[Dataset entries]

········

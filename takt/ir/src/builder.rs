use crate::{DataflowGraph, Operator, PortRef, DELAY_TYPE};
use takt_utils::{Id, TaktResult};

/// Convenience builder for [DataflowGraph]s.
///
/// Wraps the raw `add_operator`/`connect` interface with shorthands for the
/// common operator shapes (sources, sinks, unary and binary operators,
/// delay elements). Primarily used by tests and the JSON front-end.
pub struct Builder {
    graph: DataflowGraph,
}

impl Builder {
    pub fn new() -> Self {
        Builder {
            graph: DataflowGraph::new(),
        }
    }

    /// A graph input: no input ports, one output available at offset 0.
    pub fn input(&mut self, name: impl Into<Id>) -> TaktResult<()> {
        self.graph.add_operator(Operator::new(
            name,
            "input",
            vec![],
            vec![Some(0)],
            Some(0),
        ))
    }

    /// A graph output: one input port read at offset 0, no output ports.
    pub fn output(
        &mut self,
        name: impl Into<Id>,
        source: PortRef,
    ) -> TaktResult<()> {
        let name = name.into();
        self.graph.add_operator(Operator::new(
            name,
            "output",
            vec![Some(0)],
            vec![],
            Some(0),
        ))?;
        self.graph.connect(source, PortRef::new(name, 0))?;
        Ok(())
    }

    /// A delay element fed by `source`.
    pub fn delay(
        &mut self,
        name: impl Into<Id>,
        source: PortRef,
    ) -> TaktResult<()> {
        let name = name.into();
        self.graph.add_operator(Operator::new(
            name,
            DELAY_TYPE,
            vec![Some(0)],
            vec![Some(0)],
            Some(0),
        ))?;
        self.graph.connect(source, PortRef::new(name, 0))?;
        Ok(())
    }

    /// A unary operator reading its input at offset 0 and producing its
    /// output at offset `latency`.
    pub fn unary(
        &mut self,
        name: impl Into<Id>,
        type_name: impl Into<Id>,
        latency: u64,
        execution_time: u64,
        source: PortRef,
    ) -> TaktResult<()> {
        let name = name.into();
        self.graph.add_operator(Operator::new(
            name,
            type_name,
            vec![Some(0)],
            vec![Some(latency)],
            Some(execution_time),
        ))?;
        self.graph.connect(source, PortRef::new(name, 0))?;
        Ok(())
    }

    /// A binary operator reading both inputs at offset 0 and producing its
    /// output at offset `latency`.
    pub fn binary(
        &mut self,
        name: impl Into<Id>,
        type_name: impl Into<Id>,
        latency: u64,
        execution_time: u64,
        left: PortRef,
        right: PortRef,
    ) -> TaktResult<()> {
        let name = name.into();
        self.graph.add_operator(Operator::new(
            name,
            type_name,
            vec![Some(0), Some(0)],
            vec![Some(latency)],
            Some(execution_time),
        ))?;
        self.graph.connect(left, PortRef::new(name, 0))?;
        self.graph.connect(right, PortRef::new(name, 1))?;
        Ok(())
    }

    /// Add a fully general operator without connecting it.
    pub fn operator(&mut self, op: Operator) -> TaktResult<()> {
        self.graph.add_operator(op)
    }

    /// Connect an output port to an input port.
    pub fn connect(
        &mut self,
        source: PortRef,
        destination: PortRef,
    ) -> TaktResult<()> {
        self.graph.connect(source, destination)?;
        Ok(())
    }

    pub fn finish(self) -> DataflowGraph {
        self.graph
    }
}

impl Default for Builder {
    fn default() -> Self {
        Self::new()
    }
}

········

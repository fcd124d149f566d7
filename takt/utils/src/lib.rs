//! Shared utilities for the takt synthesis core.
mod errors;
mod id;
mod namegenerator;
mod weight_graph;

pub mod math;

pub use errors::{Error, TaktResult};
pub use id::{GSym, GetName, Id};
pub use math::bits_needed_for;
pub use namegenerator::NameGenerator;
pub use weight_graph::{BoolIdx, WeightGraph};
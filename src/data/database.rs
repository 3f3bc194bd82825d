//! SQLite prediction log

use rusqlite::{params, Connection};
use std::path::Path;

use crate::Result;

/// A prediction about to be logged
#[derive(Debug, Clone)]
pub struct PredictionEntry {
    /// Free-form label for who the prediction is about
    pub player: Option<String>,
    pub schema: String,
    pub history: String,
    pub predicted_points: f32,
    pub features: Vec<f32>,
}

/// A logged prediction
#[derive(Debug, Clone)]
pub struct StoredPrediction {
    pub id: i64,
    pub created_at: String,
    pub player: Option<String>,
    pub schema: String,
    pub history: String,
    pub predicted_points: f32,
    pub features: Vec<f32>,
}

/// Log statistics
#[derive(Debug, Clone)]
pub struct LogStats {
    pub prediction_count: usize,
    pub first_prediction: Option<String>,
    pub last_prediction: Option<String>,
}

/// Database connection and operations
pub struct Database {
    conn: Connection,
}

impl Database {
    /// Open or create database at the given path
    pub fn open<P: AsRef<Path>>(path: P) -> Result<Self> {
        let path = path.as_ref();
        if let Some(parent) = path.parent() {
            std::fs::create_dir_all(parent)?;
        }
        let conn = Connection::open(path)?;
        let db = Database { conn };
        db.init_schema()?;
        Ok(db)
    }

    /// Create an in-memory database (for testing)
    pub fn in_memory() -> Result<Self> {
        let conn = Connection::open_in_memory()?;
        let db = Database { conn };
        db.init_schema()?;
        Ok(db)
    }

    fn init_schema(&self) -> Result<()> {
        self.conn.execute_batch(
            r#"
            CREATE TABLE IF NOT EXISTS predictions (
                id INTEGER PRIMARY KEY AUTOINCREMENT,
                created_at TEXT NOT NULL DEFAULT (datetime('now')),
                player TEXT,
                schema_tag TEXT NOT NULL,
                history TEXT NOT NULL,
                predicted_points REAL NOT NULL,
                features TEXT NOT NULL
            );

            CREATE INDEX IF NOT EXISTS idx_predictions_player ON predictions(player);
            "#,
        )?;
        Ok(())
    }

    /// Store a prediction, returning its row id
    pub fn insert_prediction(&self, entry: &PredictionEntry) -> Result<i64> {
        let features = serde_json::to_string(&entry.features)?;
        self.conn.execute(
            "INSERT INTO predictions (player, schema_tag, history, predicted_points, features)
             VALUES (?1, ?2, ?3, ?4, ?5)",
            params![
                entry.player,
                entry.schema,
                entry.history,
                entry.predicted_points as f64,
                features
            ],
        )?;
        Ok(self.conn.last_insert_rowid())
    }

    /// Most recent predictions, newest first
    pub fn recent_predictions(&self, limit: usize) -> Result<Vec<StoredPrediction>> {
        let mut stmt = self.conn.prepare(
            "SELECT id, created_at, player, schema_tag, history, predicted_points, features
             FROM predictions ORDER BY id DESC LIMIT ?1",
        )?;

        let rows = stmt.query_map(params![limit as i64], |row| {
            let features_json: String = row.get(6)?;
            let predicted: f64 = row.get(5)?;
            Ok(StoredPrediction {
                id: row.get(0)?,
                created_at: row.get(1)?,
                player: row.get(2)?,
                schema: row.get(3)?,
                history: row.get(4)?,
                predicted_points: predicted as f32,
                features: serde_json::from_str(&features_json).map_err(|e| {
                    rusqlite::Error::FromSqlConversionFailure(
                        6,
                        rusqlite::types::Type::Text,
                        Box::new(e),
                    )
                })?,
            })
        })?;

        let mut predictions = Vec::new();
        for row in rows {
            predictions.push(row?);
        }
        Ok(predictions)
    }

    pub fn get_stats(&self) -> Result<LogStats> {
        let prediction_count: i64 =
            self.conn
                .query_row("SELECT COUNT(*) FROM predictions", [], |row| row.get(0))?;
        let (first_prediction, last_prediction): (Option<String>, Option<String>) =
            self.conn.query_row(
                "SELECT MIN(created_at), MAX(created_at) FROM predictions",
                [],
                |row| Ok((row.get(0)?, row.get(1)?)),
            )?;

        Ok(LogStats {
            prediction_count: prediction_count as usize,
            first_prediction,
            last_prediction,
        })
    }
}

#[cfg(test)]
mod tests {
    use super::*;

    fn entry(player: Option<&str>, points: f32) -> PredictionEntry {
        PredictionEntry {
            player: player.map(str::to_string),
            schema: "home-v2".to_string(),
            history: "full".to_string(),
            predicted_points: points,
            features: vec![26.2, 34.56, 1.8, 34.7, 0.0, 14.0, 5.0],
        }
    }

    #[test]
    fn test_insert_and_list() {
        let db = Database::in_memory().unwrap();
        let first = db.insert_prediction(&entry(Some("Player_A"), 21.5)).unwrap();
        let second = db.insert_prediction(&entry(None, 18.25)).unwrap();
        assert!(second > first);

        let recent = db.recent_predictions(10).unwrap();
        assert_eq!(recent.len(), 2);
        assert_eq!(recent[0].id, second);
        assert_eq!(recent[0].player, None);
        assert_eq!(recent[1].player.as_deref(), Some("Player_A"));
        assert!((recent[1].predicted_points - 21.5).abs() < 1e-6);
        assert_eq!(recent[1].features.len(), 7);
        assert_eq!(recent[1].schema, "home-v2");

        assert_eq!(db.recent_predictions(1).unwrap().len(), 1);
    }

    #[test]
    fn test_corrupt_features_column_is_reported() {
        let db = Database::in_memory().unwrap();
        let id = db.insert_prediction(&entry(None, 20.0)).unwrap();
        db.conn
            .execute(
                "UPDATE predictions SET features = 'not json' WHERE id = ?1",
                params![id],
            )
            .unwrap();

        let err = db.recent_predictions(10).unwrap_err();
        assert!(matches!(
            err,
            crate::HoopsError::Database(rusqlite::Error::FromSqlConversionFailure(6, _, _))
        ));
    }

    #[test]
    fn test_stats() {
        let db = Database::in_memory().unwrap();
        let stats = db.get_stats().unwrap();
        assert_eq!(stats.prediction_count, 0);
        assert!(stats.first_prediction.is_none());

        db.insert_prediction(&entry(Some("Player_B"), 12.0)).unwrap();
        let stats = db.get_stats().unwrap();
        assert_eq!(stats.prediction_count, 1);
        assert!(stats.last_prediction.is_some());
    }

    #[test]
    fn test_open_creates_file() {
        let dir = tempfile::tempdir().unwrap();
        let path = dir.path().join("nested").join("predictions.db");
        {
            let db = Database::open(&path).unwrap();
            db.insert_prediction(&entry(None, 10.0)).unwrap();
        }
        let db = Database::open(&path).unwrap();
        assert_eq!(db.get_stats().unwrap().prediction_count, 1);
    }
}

········

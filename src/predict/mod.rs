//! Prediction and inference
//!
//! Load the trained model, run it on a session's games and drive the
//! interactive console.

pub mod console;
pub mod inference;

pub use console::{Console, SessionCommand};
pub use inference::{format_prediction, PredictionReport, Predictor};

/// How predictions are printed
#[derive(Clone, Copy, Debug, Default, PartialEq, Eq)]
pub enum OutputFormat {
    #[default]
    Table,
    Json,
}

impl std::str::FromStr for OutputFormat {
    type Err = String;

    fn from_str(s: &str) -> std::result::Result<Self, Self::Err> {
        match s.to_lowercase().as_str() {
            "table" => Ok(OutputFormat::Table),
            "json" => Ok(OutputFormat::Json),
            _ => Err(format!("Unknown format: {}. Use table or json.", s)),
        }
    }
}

········

• **Goal of the exercise**: The required output is every line above from the one with "to be logged" down to the one with "let path = path.as_ref();", restated word for word, ends included.

• **Answer for this exercise**:
/// A prediction about to be logged
#[derive(Debug, Clone)]
pub struct PredictionEntry {
    /// Free-form label for who the prediction is about
    pub player: Option<String>,
    pub schema: String,
    pub history: String,
    pub predicted_points: f32,
    pub features: Vec<f32>,
}

/// A logged prediction
#[derive(Debug, Clone)]
pub struct StoredPrediction {
    pub id: i64,
    pub created_at: String,
    pub player: Option<String>,
    pub schema: String,
    pub history: String,
    pub predicted_points: f32,
    pub features: Vec<f32>,
}

/// Log statistics
#[derive(Debug, Clone)]
pub struct LogStats {
    pub prediction_count: usize,
    pub first_prediction: Option<String>,
    pub last_prediction: Option<String>,
}

/// Database connection and operations
pub struct Database {
    conn: Connection,
}

impl Database {
    /// Open or create database at the given path
    pub fn open<P: AsRef<Path>>(path: P) -> Result<Self> {
        let path = path.as_ref();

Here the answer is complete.